Le psalmiste en a fait lui-même l’expérience : « Je me suis enfermé dans le silence, et plus qu’il n’était bon, je me suis tu. Ma douleur devint insupportable. »

Quand il n’est pas possible de crier, un autre peut crier pour nous. Sur la croix, Jésus prend sur lui nos vies brisées et reconnaît notre détresse. Son cri est aussi celui des sans-voix, de ceux qui n’ont pas appris, ceux qui n’ont plus la force…

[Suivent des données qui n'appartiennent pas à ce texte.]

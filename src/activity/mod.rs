//! Transfer classification.
//!
//! Given the reporting wallet and one transfer record, decide what the
//! wallet actually did: minted, received, bought, burned, sent, or sold.
//! The rules are not mutually exclusive in general, so they are checked in
//! a fixed priority order and the first match wins.

use crate::api::TransferRecord;

/// The all-zero sentinel: a transfer from here is a mint (no prior owner).
pub const MINT_ADDRESS: &str = "0x0000000000000000000000000000000000000000";

/// A transfer to either sentinel destroys the token permanently.
pub const BURN_ADDRESSES: [&str; 2] = [
    MINT_ADDRESS,
    "0x000000000000000000000000000000000000dead",
];

/// What a single transfer meant from the wallet's point of view.
///
/// `Unattributed` covers records where the wallet appears on neither side
/// of the transfer. The API shouldn't return those, but when it does we
/// report them as what they are instead of inventing a sale.
#[derive(Debug, Clone, PartialEq)]
pub enum Action {
    Minted,
    Received { from: String },
    Bought { from: String, value: f64 },
    Burned,
    Sent { to: String },
    Sold { to: String, value: f64 },
    Unattributed { from: String, to: String },
}

impl Action {
    pub fn label(&self) -> &'static str {
        match self {
            Action::Minted => "Minted",
            Action::Received { .. } => "Received",
            Action::Bought { .. } => "Bought",
            Action::Burned => "Burned",
            Action::Sent { .. } => "Sent",
            Action::Sold { .. } => "Sold",
            Action::Unattributed { .. } => "Unattributed",
        }
    }
}

impl std::fmt::Display for Action {
    fn fmt(&self, f: &mut std::fmt::Formatter<'_>) -> std::fmt::Result {
        write!(f, "{}", self.label())
    }
}

/// Hex addresses arrive with inconsistent checksum casing across APIs.
fn same_address(a: &str, b: &str) -> bool {
    a.eq_ignore_ascii_case(b)
}

/// Classify one transfer record relative to `wallet`.
///
/// Priority order, first match wins:
/// mint origin, received gratis, bought, burn destination, sent gratis,
/// sold. Anything the wallet touches on neither side is `Unattributed`.
pub fn classify(wallet: &str, record: &TransferRecord) -> Action {
    let from = &record.address_from;
    let to = &record.address_to;
    let value = record.value;

    if same_address(from, MINT_ADDRESS) {
        return Action::Minted;
    }
    if same_address(to, wallet) && value == 0.0 {
        return Action::Received { from: from.clone() };
    }
    if same_address(to, wallet) && value > 0.0 {
        return Action::Bought {
            from: from.clone(),
            value,
        };
    }
    if BURN_ADDRESSES.iter().any(|b| same_address(to, b)) {
        return Action::Burned;
    }
    if same_address(from, wallet) && value == 0.0 {
        return Action::Sent { to: to.clone() };
    }
    if same_address(from, wallet) {
        return Action::Sold {
            to: to.clone(),
            value,
        };
    }

    Action::Unattributed {
        from: from.clone(),
        to: to.clone(),
    }
}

Sur la croix, Jésus libère notre propre cri de souffrance et nous redonne la vie. Crier, c’est se reconnaître vivant et témoigner d’un monde souffrant pour que cesse toute violence. Alors, ne craignons pas de crier ! Pas à tout bout de champ, mais, comme l’expression sincère de nos sentiments : colère, peur, détresse, tristesse… mais aussi la joie, même en ce Vendredi saint, parce qu’au bout de notre marche vers Pâques, elle sera là.

* «De victimes à témoins», témoignages adressés à la Commission indépendante sur les abus sexuels dans l’Église, octobre 2021.
** TOB Psaume 39, 3.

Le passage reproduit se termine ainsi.